Stored items:
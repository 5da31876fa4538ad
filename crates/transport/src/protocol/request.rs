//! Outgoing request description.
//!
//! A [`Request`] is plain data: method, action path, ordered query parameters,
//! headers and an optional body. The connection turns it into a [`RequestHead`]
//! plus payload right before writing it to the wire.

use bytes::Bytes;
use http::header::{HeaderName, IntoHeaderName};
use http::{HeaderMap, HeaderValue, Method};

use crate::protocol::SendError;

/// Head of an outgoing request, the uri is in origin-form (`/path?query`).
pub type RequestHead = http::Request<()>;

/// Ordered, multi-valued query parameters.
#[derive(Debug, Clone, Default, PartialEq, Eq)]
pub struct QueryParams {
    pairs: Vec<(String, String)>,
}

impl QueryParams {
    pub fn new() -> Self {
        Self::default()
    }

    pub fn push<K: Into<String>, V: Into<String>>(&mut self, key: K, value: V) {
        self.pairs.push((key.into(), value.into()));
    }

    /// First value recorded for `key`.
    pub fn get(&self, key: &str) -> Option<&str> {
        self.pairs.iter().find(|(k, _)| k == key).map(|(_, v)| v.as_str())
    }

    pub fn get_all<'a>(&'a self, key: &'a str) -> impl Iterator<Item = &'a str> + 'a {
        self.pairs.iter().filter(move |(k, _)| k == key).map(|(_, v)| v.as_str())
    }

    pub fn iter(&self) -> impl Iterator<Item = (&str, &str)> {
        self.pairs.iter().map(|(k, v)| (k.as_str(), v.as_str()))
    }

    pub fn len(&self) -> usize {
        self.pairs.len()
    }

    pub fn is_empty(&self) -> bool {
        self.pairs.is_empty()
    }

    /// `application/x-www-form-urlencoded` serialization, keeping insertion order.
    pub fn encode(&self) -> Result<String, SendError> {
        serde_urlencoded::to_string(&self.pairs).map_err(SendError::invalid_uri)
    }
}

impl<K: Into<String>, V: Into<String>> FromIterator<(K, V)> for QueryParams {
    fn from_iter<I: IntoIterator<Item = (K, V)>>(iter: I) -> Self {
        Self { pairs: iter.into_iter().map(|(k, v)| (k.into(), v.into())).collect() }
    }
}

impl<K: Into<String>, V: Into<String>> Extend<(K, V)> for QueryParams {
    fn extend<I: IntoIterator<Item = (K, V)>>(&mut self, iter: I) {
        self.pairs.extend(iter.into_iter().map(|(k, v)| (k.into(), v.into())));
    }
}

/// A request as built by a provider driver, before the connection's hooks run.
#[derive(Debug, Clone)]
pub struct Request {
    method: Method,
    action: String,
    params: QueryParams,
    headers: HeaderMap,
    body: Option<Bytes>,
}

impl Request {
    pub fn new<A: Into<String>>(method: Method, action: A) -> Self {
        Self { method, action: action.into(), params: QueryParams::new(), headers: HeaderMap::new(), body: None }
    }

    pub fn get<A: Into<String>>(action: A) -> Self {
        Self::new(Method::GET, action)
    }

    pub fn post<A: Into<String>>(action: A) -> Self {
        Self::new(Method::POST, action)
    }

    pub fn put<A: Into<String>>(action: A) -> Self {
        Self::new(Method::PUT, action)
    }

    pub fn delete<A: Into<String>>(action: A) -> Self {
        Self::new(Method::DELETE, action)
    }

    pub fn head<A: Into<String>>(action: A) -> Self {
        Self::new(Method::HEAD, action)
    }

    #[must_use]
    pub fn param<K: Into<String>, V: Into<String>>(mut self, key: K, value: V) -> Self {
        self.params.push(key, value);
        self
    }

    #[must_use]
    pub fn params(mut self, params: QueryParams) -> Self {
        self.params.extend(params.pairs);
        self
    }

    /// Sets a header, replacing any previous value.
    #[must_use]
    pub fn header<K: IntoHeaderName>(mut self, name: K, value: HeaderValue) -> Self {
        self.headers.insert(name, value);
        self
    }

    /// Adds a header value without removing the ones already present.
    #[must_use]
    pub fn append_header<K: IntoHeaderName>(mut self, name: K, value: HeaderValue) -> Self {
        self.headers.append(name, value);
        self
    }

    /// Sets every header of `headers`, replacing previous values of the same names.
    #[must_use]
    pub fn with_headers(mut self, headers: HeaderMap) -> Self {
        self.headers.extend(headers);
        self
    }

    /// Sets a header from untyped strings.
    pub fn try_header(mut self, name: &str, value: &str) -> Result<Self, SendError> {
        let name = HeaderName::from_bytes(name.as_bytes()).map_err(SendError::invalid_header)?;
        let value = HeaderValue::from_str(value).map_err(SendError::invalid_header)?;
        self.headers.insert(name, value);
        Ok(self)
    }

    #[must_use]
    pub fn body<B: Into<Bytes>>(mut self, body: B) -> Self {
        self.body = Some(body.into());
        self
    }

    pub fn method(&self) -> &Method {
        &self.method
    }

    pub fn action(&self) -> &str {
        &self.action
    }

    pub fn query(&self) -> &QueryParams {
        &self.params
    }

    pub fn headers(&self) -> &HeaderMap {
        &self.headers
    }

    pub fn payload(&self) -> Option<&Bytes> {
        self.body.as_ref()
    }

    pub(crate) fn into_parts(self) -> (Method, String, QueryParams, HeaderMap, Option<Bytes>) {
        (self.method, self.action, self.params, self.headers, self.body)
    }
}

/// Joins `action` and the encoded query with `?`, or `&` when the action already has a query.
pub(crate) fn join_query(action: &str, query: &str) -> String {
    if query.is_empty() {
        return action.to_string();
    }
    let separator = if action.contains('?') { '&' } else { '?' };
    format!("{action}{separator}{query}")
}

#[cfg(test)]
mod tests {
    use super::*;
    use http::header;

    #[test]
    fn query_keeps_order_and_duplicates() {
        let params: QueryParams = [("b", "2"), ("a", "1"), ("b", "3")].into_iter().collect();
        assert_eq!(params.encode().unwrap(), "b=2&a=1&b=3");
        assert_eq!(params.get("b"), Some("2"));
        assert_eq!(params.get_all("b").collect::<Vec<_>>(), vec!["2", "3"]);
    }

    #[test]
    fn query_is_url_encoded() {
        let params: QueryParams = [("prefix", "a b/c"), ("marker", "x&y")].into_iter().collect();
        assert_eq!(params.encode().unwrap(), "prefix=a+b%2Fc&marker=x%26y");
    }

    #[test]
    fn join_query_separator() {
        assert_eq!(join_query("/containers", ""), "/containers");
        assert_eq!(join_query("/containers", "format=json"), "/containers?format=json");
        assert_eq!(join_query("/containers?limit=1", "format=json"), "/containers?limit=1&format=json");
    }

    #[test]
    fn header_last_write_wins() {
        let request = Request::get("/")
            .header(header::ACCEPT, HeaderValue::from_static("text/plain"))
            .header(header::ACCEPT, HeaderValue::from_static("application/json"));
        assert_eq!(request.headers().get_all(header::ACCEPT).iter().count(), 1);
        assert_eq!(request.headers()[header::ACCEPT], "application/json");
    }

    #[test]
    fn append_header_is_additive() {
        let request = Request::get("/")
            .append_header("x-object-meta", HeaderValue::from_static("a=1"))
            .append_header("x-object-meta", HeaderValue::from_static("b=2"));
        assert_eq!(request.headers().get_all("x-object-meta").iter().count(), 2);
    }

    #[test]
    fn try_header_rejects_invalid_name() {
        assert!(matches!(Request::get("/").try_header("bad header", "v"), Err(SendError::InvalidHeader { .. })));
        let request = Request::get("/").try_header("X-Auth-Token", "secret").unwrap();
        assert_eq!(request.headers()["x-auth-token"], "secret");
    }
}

- **EXERCISE PROMPT**
Copy each line of the records that contains the word "push".

- **ANSWER FOR THIS EXERCISE**
    pub fn push<K: Into<String>, V: Into<String>>(&mut self, key: K, value: V) {
        self.pairs.push((key.into(), value.into()));
        self.params.push(key, value);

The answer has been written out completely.